NaBloPoMo Day 5: Andy Rooney

5 Nov

Before there was Keith Olbermann, Bill O’Reilly, and Jack Cafferty, Americans could tune in to 60 Minutes on CBS and hear the opinions of curmudgeonly commentator Andy Rooney.

Andy Rooney

Andy Rooney (Photo courtesy of CBS News)

Rooney provided commentary for 60 Minutes for 33 years, and worked for CBS News in varying capacities since 1949.

He was beloved by many, but that doesn’t mean he never ran afoul of his company or the country with his often-controversial opinions.

Rooney was suspended in 1990 after making controversial statements during a television special and to The Advocate magazine that offended homosexuals and African-Americans, respectively.

During The Year With Andy Rooney, a CBS special airing at the end of 1989, Rooney said:

”There was some recognition in 1989 of the fact that many of the ills which kill us are self-induced. Too much alcohol, too much food, drugs, homosexual unions, cigarettes. They’re all known to lead quite often to premature death.”

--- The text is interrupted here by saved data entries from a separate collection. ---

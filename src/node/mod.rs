//! Node module - Genesis, configuration, and the per-process node handle

mod genesis;
mod config;

pub use genesis::*;
pub use config::*;

use std::sync::{Arc, Mutex, MutexGuard, PoisonError};

use tracing::{info, warn};

use crate::consensus::{resolve, Block, Resolution};
use crate::ledger::{Ledger, SharedLedger, Transaction};
use crate::mining::{Miner, MiningError};
use crate::p2p::{NodeRegistry, PeerClient};

/// Everything one node owns: its ledger, peers, miner and peer client
#[derive(Debug, Clone)]
pub struct Node {
    ledger: SharedLedger,
    registry: Arc<Mutex<NodeRegistry>>,
    miner: Miner,
    peers: PeerClient,
}

impl Node {
    /// Build a node from validated configuration
    pub fn new(config: &NodeConfig) -> Result<Self, ConfigError> {
        config.validate()?;

        let mut registry = NodeRegistry::new();
        for peer in &config.peers {
            registry.register(peer)?;
        }

        let peers = PeerClient::new(config.peer_timeout, config.max_peer_response_bytes)?;
        let miner = Miner::new(config.node_id_or_random()).with_timeout(config.mining_timeout);

        Ok(Self {
            ledger: SharedLedger::new(Ledger::new()),
            registry: Arc::new(Mutex::new(registry)),
            miner,
            peers,
        })
    }

    /// The node's ledger
    pub fn ledger(&self) -> &SharedLedger {
        &self.ledger
    }

    /// The node's miner
    pub fn miner(&self) -> &Miner {
        &self.miner
    }

    /// Identifier credited with mining rewards
    pub fn node_id(&self) -> &str {
        self.miner.node_id()
    }

    fn registry(&self) -> MutexGuard<'_, NodeRegistry> {
        self.registry.lock().unwrap_or_else(PoisonError::into_inner)
    }

    /// Queue a transaction, returning the predicted block index
    pub fn submit_transaction(&self, transaction: Transaction) -> u64 {
        self.ledger.submit_transaction(transaction)
    }

    /// Mine one block with the node's miner
    pub async fn mine(&self) -> Result<Block, MiningError> {
        self.miner.mine(&self.ledger).await
    }

    /// Register peers, returning the addresses that were rejected
    pub fn register_nodes<'a>(&self, addresses: impl IntoIterator<Item = &'a str>) -> Vec<String> {
        self.registry().register_all(addresses)
    }

    /// Known peers
    pub fn nodes(&self) -> Vec<String> {
        self.registry().nodes()
    }

    /// Fetch every peer's chain and adopt the longest valid one.
    ///
    /// Validation runs on the blocking pool. The adoption re-checks length
    /// under the ledger lock, so a block sealed locally during the fetch is
    /// never lost to an equally long peer chain.
    pub async fn resolve_conflicts(&self) -> Resolution {
        let nodes = self.nodes();
        let peer_count = nodes.len();
        let candidates = self.peers.fetch_all(nodes).await;

        let own = self.ledger.chain();
        let resolution = match tokio::task::spawn_blocking(move || resolve(&own, candidates)).await {
            Ok(resolution) => resolution,
            Err(err) => {
                warn!(%err, "chain validation worker failed");
                return Resolution {
                    replaced: false,
                    chain: self.ledger.chain(),
                };
            }
        };
        info!(
            peers = peer_count,
            replaced = resolution.replaced,
            length = resolution.chain.len(),
            "conflict resolution finished"
        );

        self.apply_resolution(resolution)
    }

    /// Install the winner of a resolution round.
    ///
    /// If the local chain grew to at least the winner's length since the
    /// round started, the local chain is kept and reported instead.
    fn apply_resolution(&self, resolution: Resolution) -> Resolution {
        if resolution.replaced && !self.ledger.adopt_chain(resolution.chain.clone()) {
            info!("local chain grew during resolution, keeping it");
            return Resolution {
                replaced: false,
                chain: self.ledger.chain(),
            };
        }
        resolution
    }
}

#[cfg(test)]
mod tests {
    use super::*;
    use crate::consensus::{is_valid_chain, PeerChain};

    #[test]
    fn test_node_registers_configured_peers() {
        let config = NodeConfig {
            peers: vec!["http://127.0.0.1:5001".into(), "127.0.0.1:5001".into()],
            node_id: Some("node-a".into()),
            ..NodeConfig::default()
        };
        let node = Node::new(&config).unwrap();
        assert_eq!(node.nodes(), vec!["127.0.0.1:5001"]);
        assert_eq!(node.node_id(), "node-a");
        assert_eq!(node.ledger().len(), 1);
    }

    #[test]
    fn test_node_rejects_bad_peer() {
        let config = NodeConfig {
            peers: vec!["".into()],
            ..NodeConfig::default()
        };
        assert!(matches!(Node::new(&config), Err(ConfigError::Peer(_))));
    }

    #[tokio::test]
    async fn test_resolve_without_peers_keeps_chain() {
        let node = Node::new(&NodeConfig::default()).unwrap();
        let resolution = node.resolve_conflicts().await;
        assert!(!resolution.replaced);
        assert_eq!(resolution.chain, node.ledger().chain());
    }

    #[tokio::test]
    async fn test_local_seal_during_resolution_wins() {
        let node = Node::new(&NodeConfig {
            node_id: Some("node-a".into()),
            ..NodeConfig::default()
        })
        .unwrap();

        let peer_ledger = SharedLedger::new(Ledger::new());
        Miner::new("node-b").mine(&peer_ledger).await.unwrap();
        let peer_chain = peer_ledger.chain();

        let resolution = resolve(&node.ledger().chain(), vec![PeerChain::new(peer_chain.clone())]);
        assert!(resolution.replaced);

        let local = node.mine().await.unwrap();
        let applied = node.apply_resolution(resolution);

        assert!(!applied.replaced);
        assert_eq!(applied.chain, node.ledger().chain());
        assert_eq!(node.ledger().len(), 2);
        assert_eq!(node.ledger().chain()[1], local);
        assert_ne!(node.ledger().chain(), peer_chain);
        assert!(is_valid_chain(&node.ledger().chain()));
    }

    #[tokio::test]
    async fn test_apply_resolution_adopts_longer_chain() {
        let node = Node::new(&NodeConfig::default()).unwrap();
        let peer_ledger = SharedLedger::new(Ledger::new());
        Miner::new("node-b").mine(&peer_ledger).await.unwrap();

        let resolution = resolve(&node.ledger().chain(), vec![PeerChain::new(peer_ledger.chain())]);
        let applied = node.apply_resolution(resolution);

        assert!(applied.replaced);
        assert_eq!(node.ledger().chain(), peer_ledger.chain());
    }
}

The outcry from gay organizations, such as the Gay and Lesbian Alliance Against Defamation, was so great that Rooney later apologized.  In an attempt to smooth the waters over his remarks, he did an interview with The Advocate magazine.  However, that interview brought even more controversy to the then-71-year-old newsman:

”I’ve believed all along that most people are born with equal intelligence, but blacks have watered down their genes because the less intelligent ones are the ones that have the most children. They drop out of school early, do drugs and get pregnant.”

Rooney was suspended by CBS for three months for his comments.

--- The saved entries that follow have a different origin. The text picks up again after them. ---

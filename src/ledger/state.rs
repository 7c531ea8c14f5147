//! Ledger state management
//!
//! The chain and the pending-transaction pool live in one aggregate so a
//! single lock guards both. Nothing outside this module mutates them.

use std::sync::{Arc, Mutex, MutexGuard, PoisonError};
use std::time::{SystemTime, UNIX_EPOCH};

use tracing::{debug, info};

use crate::consensus::{Block, PreviousHash};
use crate::crypto::Hash;
use crate::ledger::Transaction;
use crate::node::genesis_block;

/// Seconds since the Unix epoch as a float
pub fn now_timestamp() -> f64 {
    SystemTime::now()
        .duration_since(UNIX_EPOCH)
        .map(|elapsed| elapsed.as_secs_f64())
        .unwrap_or_default()
}

/// Chain plus pending pool
#[derive(Debug, Clone)]
pub struct Ledger {
    /// Sealed blocks, never empty
    chain: Vec<Block>,
    /// Transactions waiting for the next block
    pending: Vec<Transaction>,
}

impl Ledger {
    /// Create a ledger holding only a freshly stamped genesis block
    pub fn new() -> Self {
        Self {
            chain: vec![genesis_block(now_timestamp())],
            pending: Vec::new(),
        }
    }

    /// Queue a transaction for the next block.
    ///
    /// Returns the index of the block expected to include it. The prediction
    /// is advisory: every submission before the next seal gets the same index.
    pub fn submit_transaction(&mut self, transaction: Transaction) -> u64 {
        self.pending.push(transaction);
        self.chain.len() as u64 + 1
    }

    /// Seal the pending pool into a new block and append it.
    ///
    /// The proof is not checked here; callers validate it first.
    /// `previous_hash` defaults to the digest of the current last block.
    pub fn seal_block(&mut self, proof: u64, previous_hash: Option<Hash>) -> Block {
        let previous_hash = match previous_hash.or_else(|| self.last_block().map(Block::hash)) {
            Some(hash) => PreviousHash::Hash(hash),
            None => PreviousHash::Genesis,
        };
        let block = Block::new(
            self.chain.len() as u64 + 1,
            now_timestamp(),
            std::mem::take(&mut self.pending),
            proof,
            previous_hash,
        );

        info!(
            index = block.index,
            proof = block.proof,
            transactions = block.transactions.len(),
            "block sealed"
        );
        self.chain.push(block.clone());
        block
    }

    /// Replace the chain if `candidate` is strictly longer than ours.
    ///
    /// The candidate must already be validated. The pending pool is kept.
    pub fn adopt_chain(&mut self, candidate: Vec<Block>) -> bool {
        if candidate.len() <= self.chain.len() {
            debug!(
                candidate = candidate.len(),
                current = self.chain.len(),
                "candidate no longer longer than local chain"
            );
            return false;
        }

        info!(from = self.chain.len(), to = candidate.len(), "chain replaced");
        self.chain = candidate;
        true
    }

    /// The most recent block, `None` only for a ledger without genesis
    pub fn last_block(&self) -> Option<&Block> {
        self.chain.last()
    }

    /// All sealed blocks
    pub fn chain(&self) -> &[Block] {
        &self.chain
    }

    /// Number of sealed blocks
    pub fn len(&self) -> usize {
        self.chain.len()
    }

    /// Always false; a ledger holds at least its genesis block
    pub fn is_empty(&self) -> bool {
        self.chain.is_empty()
    }

    /// Transactions not yet sealed
    pub fn pending(&self) -> &[Transaction] {
        &self.pending
    }
}

impl Default for Ledger {
    fn default() -> Self {
        Self::new()
    }
}

/// Shared handle to a node's ledger
#[derive(Debug, Clone, Default)]
pub struct SharedLedger {
    inner: Arc<Mutex<Ledger>>,
}

impl SharedLedger {
    /// Wrap a ledger for sharing between tasks
    pub fn new(ledger: Ledger) -> Self {
        Self {
            inner: Arc::new(Mutex::new(ledger)),
        }
    }

    /// Take the ledger lock.
    ///
    /// Every mutation completes inside one call, so a poisoned lock still
    /// guards consistent state and is recovered.
    pub fn lock(&self) -> MutexGuard<'_, Ledger> {
        self.inner.lock().unwrap_or_else(PoisonError::into_inner)
    }

    /// Queue a transaction
    pub fn submit_transaction(&self, transaction: Transaction) -> u64 {
        let index = self.lock().submit_transaction(transaction);
        debug!(predicted_index = index, "transaction queued");
        index
    }

    /// Copy of the full chain
    pub fn chain(&self) -> Vec<Block> {
        self.lock().chain().to_vec()
    }

    /// Copy of the last block
    pub fn last_block(&self) -> Option<Block> {
        self.lock().last_block().cloned()
    }

    /// Current chain length
    pub fn len(&self) -> usize {
        self.lock().len()
    }

    /// Always false; see [`Ledger::is_empty`]
    pub fn is_empty(&self) -> bool {
        self.lock().is_empty()
    }

    /// Atomically adopt a validated chain if it is still longer
    pub fn adopt_chain(&self, candidate: Vec<Block>) -> bool {
        self.lock().adopt_chain(candidate)
    }
}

In 1994, Rooney drew further ire by expressing his lack of understanding for the fact that former President Richard Nixon’s death was overshadowed by the death of Nirvana lead singer Kurt Cobain.

 “A lot of people would like to have the years left that he threw away,” Rooney said. “What’s all this nonsense about how terrible life is?” he asked, adding rhetorically to a young woman who had wept at the suicide, “I’d love to relieve the pain you’re going through by switching my age for yours.” In addition, he asked “What would all these young people be doing if they had real problems like a Depression, World War II or Vietnam?” and commented that “If [Cobain] applied the same brain to his music that he applied to his drug-infested life, it’s reasonable to think that his music may not have made much sense either.”

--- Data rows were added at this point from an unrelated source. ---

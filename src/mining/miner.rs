//! Block miner implementation
//!
//! Snapshots the tip, searches for a proof without holding the ledger lock,
//! then seals the pending pool plus a reward transaction.

use std::sync::atomic::{AtomicBool, Ordering};
use std::sync::Arc;
use std::time::Duration;

use thiserror::Error;
use tracing::{debug, info, warn};

use crate::consensus::{search_until, Block};
use crate::crypto::Hash;
use crate::ledger::{SharedLedger, Transaction};

/// Mining errors
#[derive(Debug, Error)]
pub enum MiningError {
    #[error("Mining was cancelled")]
    Cancelled,
    #[error("Mining timed out after {0:?}")]
    TimedOut(Duration),
    #[error("Mining worker failed: {0}")]
    Worker(String),
    #[error("Ledger has no blocks to build on")]
    EmptyLedger,
}

/// Tip of the chain as seen when a search starts
#[derive(Debug, Clone, Copy, PartialEq, Eq)]
pub struct TipSnapshot {
    /// Proof of the last block
    pub proof: u64,
    /// Digest of the last block
    pub hash: Hash,
}

impl TipSnapshot {
    /// Snapshot the current tip under a brief lock
    pub fn take(ledger: &SharedLedger) -> Option<Self> {
        let ledger = ledger.lock();
        let last = ledger.last_block()?;
        Some(Self {
            proof: last.proof,
            hash: last.hash(),
        })
    }
}

/// Block miner
#[derive(Debug, Clone)]
pub struct Miner {
    /// Identifier credited with mining rewards
    node_id: String,
    /// Upper bound on a single `mine` call
    timeout: Option<Duration>,
    /// Stop signal
    stop_signal: Arc<AtomicBool>,
}

impl Miner {
    /// Create a new miner crediting rewards to `node_id`
    pub fn new(node_id: impl Into<String>) -> Self {
        Self {
            node_id: node_id.into(),
            timeout: None,
            stop_signal: Arc::new(AtomicBool::new(false)),
        }
    }

    /// Bound each `mine` call by `timeout`
    pub fn with_timeout(mut self, timeout: Option<Duration>) -> Self {
        self.timeout = timeout;
        self
    }

    /// Identifier credited with rewards
    pub fn node_id(&self) -> &str {
        &self.node_id
    }

    /// Get a stop signal handle
    pub fn stop_signal(&self) -> Arc<AtomicBool> {
        Arc::clone(&self.stop_signal)
    }

    /// Stop mining
    pub fn stop(&self) {
        self.stop_signal.store(true, Ordering::SeqCst);
    }

    /// Reset stop signal
    pub fn reset(&self) {
        self.stop_signal.store(false, Ordering::SeqCst);
    }

    /// Mine one block on top of `ledger`.
    ///
    /// If the tip moves while searching (another seal or a chain
    /// replacement) the found proof is discarded and the search restarts
    /// against the new tip.
    pub async fn mine(&self, ledger: &SharedLedger) -> Result<Block, MiningError> {
        let Some(limit) = self.timeout else {
            return self.mine_with_cancel(ledger, Arc::new(AtomicBool::new(false))).await;
        };

        let expired = Arc::new(AtomicBool::new(false));
        match tokio::time::timeout(limit, self.mine_with_cancel(ledger, Arc::clone(&expired))).await {
            Ok(result) => result,
            Err(_) => {
                expired.store(true, Ordering::SeqCst);
                warn!(?limit, "mining timed out");
                Err(MiningError::TimedOut(limit))
            }
        }
    }

    async fn mine_with_cancel(
        &self,
        ledger: &SharedLedger,
        expired: Arc<AtomicBool>,
    ) -> Result<Block, MiningError> {
        loop {
            let tip = TipSnapshot::take(ledger).ok_or(MiningError::EmptyLedger)?;
            let stop = self.stop_signal();
            let expired = Arc::clone(&expired);

            let proof = tokio::task::spawn_blocking(move || {
                search_until(tip.proof, || {
                    stop.load(Ordering::Relaxed) || expired.load(Ordering::Relaxed)
                })
            })
            .await
            .map_err(|err| MiningError::Worker(err.to_string()))?
            .ok_or(MiningError::Cancelled)?;

            match self.try_seal(ledger, tip, proof) {
                Some(block) => {
                    info!(index = block.index, proof, "mined block");
                    return Ok(block);
                }
                None => debug!(stale_tip = %tip.hash, "tip moved during search, restarting"),
            }
        }
    }

    /// Seal a block for `proof` if the tip is still `tip`.
    ///
    /// The reward is queued and the block sealed in one critical section, so
    /// no submission can land between them.
    pub fn try_seal(&self, ledger: &SharedLedger, tip: TipSnapshot, proof: u64) -> Option<Block> {
        let mut ledger = ledger.lock();
        if ledger.last_block().map(Block::hash) != Some(tip.hash) {
            return None;
        }

        ledger.submit_transaction(Transaction::reward(self.node_id.as_str()));
        Some(ledger.seal_block(proof, Some(tip.hash)))
    }
}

The following Sunday, Rooney apologized for his comments.

60 Minutes, in its familiar Sunday evening primetime spot, was the most-watched television program in five seasons during Rooney’s tenure with the broadcast.  For many families, including my friend Michelle’s, 60 Minutes and Rooney was “appointment television.”

Rooney announced his retirement from the CBS broadcast a month ago, with his last commentary airing on October 2, the final of 1,067 commentaries.  23 days later, Rooney was hospitalized after developing complications following a minor operation.  He passed away last night, at the age of 92.


3 Responses to “NaBloPoMo Day 5: Andy Rooney”

  1. Jaguwar November 5, 2011 at 1:05 pm #

    Nice job relating who he was. He will certainly be missed.

    Thanks for the link back, too.

  2. Brandon Foreman November 5, 2011 at 3:17 pm #

    It just shows that I haven’t seen a lot of 60 Minutes.
    But I do remember him.
    It is really sad that he passed away.
    He was a very good commentator.
    He will definitely be missed.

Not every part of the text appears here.